[Stored items from a collection]

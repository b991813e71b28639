// SPDX-License-Identifier: Apache-2.0 OR MIT
// Copyright (c) 2025-2026 naskel.com

//! Request logging middleware.

use axum::{
    extract::{ConnectInfo, Request},
    middleware::Next,
    response::Response,
};
use std::net::SocketAddr;
use tracing::info;

/// Log method, origin and URI of every request, then hand it on untouched.
pub async fn log_request(request: Request, next: Next) -> Response {
    let origin = request
        .extensions()
        .get::<ConnectInfo<SocketAddr>>()
        .map(|ConnectInfo(addr)| addr.to_string())
        .unwrap_or_else(|| "unknown".to_string());

    info!(
        method = %request.method(),
        from = %origin,
        uri = %request.uri(),
        "Handling http request"
    );

    next.run(request).await
}

#[cfg(test)]
mod tests {
    use super::*;
    use crate::registry::{Collaborators, RouteRegistry};
    use axum::body::{to_bytes, Body};
    use axum::http::{Method, StatusCode};
    use axum::Router;
    use serde::ser::Error as _;
    use serde::{Serialize, Serializer};
    use tower::ServiceExt;

    struct Broken;

    impl Serialize for Broken {
        fn serialize<S: Serializer>(&self, _serializer: S) -> Result<S::Ok, S::Error> {
            Err(S::Error::custom("broken settings"))
        }
    }

    fn registry() -> RouteRegistry {
        RouteRegistry::new(Collaborators::new(
            || vec![serde_json::json!({"id": "eni-0abc", "device_number": 0})],
            || serde_json::json!(null),
            || vec!["default/coredns"],
            || serde_json::json!({"AWS_VPC_K8S_CNI_VETHPREFIX": "eni"}),
            || Broken,
        ))
        .unwrap()
    }

    async fn call(router: Router, method: Method, uri: &str) -> (StatusCode, Vec<u8>) {
        let mut request = axum::http::Request::builder()
            .method(method)
            .uri(uri)
            .body(Body::empty())
            .unwrap();
        request
            .extensions_mut()
            .insert(ConnectInfo(SocketAddr::from(([127, 0, 0, 1], 40000))));
        let response = router.oneshot(request).await.unwrap();
        let status = response.status();
        let body = to_bytes(response.into_body(), usize::MAX).await.unwrap();
        (status, body.to_vec())
    }

    #[tokio::test]
    async fn test_middleware_preserves_responses() {
        let registry = registry();
        let bare = registry.router();
        let logged = registry
            .router()
            .layer(axum::middleware::from_fn(log_request));

        for uri in [
            "/",
            "/v1/enis",
            "/v1/eni-configs",
            "/v1/pods",
            "/v1/networkutils-env-settings",
            "/v1/ipamd-env-settings",
            "/v1/unknown",
        ] {
            for method in [Method::GET, Method::POST] {
                let direct = call(bare.clone(), method.clone(), uri).await;
                let wrapped = call(logged.clone(), method, uri).await;
                assert_eq!(direct, wrapped, "{}", uri);
            }
        }
    }

    #[tokio::test]
    async fn test_middleware_without_connect_info() {
        let router = registry()
            .router()
            .layer(axum::middleware::from_fn(log_request));
        let response = router
            .oneshot(
                axum::http::Request::builder()
                    .uri("/v1/pods")
                    .body(Body::empty())
                    .unwrap(),
            )
            .await
            .unwrap();
        assert_eq!(response.status(), StatusCode::OK);
    }
}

> Exercise
Print only the lines from the top of the data above down to the line holding "it on untouched.", inclusive.

> The completed task
repository b991813e71b28639
// SPDX-License-Identifier: Apache-2.0 OR MIT
// Copyright (c) 2025-2026 naskel.com

//! Request logging middleware.

use axum::{
    extract::{ConnectInfo, Request},
    middleware::Next,
    response::Response,
};
use std::net::SocketAddr;
use tracing::info;

/// Log method, origin and URI of every request, then hand it on untouched.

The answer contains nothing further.